Content starts

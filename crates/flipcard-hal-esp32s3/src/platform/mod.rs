pub mod display;
pub mod framebuffer;

pub use display::{DisplayError, SharpDisplay};
pub use framebuffer::FrameBuffer;
//! Error types shared by catalog loading, persistence, and lookups.

use core::fmt;

/// Which JSON document a load failure refers to.
#[derive(Clone, Copy, Debug, Eq, PartialEq)]
pub enum DocumentKind {
    Index,
    Config,
    Card,
}

impl DocumentKind {
    pub const fn as_str(self) -> &'static str {
        match self {
            Self::Index => "index",
            Self::Config => "config",
            Self::Card => "card",
        }
    }
}

#[derive(Debug)]
pub enum LoadErrorKind {
    /// The store could not produce the document bytes.
    Unreadable,
    /// The bytes are not valid JSON for the expected shape.
    Malformed(serde_json::Error),
    /// The JSON parsed but violates a content rule.
    Invalid(&'static str),
}

/// A document could not be loaded. State is left untouched by callers.
#[derive(Debug)]
pub struct LoadError {
    pub document: DocumentKind,
    pub kind: LoadErrorKind,
}

impl LoadError {
    pub const fn unreadable(document: DocumentKind) -> Self {
        Self {
            document,
            kind: LoadErrorKind::Unreadable,
        }
    }

    pub const fn malformed(document: DocumentKind, err: serde_json::Error) -> Self {
        Self {
            document,
            kind: LoadErrorKind::Malformed(err),
        }
    }

    pub const fn invalid(document: DocumentKind, reason: &'static str) -> Self {
        Self {
            document,
            kind: LoadErrorKind::Invalid(reason),
        }
    }
}

impl fmt::Display for LoadError {
    fn fmt(&self, f: &mut fmt::Formatter<'_>) -> fmt::Result {
        match &self.kind {
            LoadErrorKind::Unreadable => write!(f, "{} document unreadable", self.document.as_str()),
            LoadErrorKind::Malformed(err) => {
                write!(f, "{} document malformed: {}", self.document.as_str(), err)
            }
            LoadErrorKind::Invalid(reason) => {
                write!(f, "{} document invalid: {}", self.document.as_str(), reason)
            }
        }
    }
}

impl core::error::Error for LoadError {}

/// Writing the updated default language failed.
#[derive(Debug)]
pub enum PersistError {
    /// Current config could not be read back before rewriting.
    Read,
    /// Current config is not a JSON object with a `languages` object.
    Malformed,
    /// The requested key is not listed under `languages.supported`.
    UnknownLanguage,
    /// Re-encoding the document failed.
    Encode(serde_json::Error),
    /// The store rejected the write.
    Write,
}

impl fmt::Display for PersistError {
    fn fmt(&self, f: &mut fmt::Formatter<'_>) -> fmt::Result {
        match self {
            Self::Read => f.write_str("config could not be read"),
            Self::Malformed => f.write_str("config has no languages object"),
            Self::UnknownLanguage => f.write_str("language is not supported"),
            Self::Encode(err) => write!(f, "config encode failed: {err}"),
            Self::Write => f.write_str("config write failed"),
        }
    }
}

impl core::error::Error for PersistError {}

/// A global card index outside `[0, total)`.
#[derive(Clone, Copy, Debug, Eq, PartialEq)]
pub struct RangeError {
    pub index: usize,
    pub total: usize,
}

impl fmt::Display for RangeError {
    fn fmt(&self, f: &mut fmt::Formatter<'_>) -> fmt::Result {
        write!(f, "card index {} outside 0..{}", self.index, self.total)
    }
}

impl core::error::Error for RangeError {}
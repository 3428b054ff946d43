//! Random card selection within a category.

use log::debug;
use rand::Rng;

use crate::catalog::CardRecord;

/// Pick a uniformly random card of `category`, never the one with `exclude_id`
/// unless it is the only match.
///
/// Falls back to the excluded card's own index when nothing else matches, and
/// to index 0 when the excluded card is not in the catalog either.
pub fn pick_random<R>(
    cards: &[CardRecord],
    category: &str,
    exclude_id: Option<&str>,
    rng: &mut R,
) -> usize
where
    R: Rng,
{
    let is_candidate = |card: &CardRecord| {
        card.category == category && exclude_id.is_none_or(|id| card.id != id)
    };

    let available = cards.iter().filter(|card| is_candidate(*card)).count();
    if available == 0 {
        let fallback = exclude_id
            .and_then(|id| cards.iter().position(|card| card.id == id))
            .unwrap_or(0);
        debug!(
            "random: no candidates in category={} exclude={:?}; fallback={}",
            category, exclude_id, fallback
        );
        return fallback;
    }

    let target = rng.random_range(0..available);
    cards
        .iter()
        .enumerate()
        .filter(|(_, card)| is_candidate(*card))
        .nth(target)
        .map_or(0, |(index, _)| index)
}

Content ends

Exercise: Report the number of lines in the records that hold "supported" and write no other words.

Exercise response: 2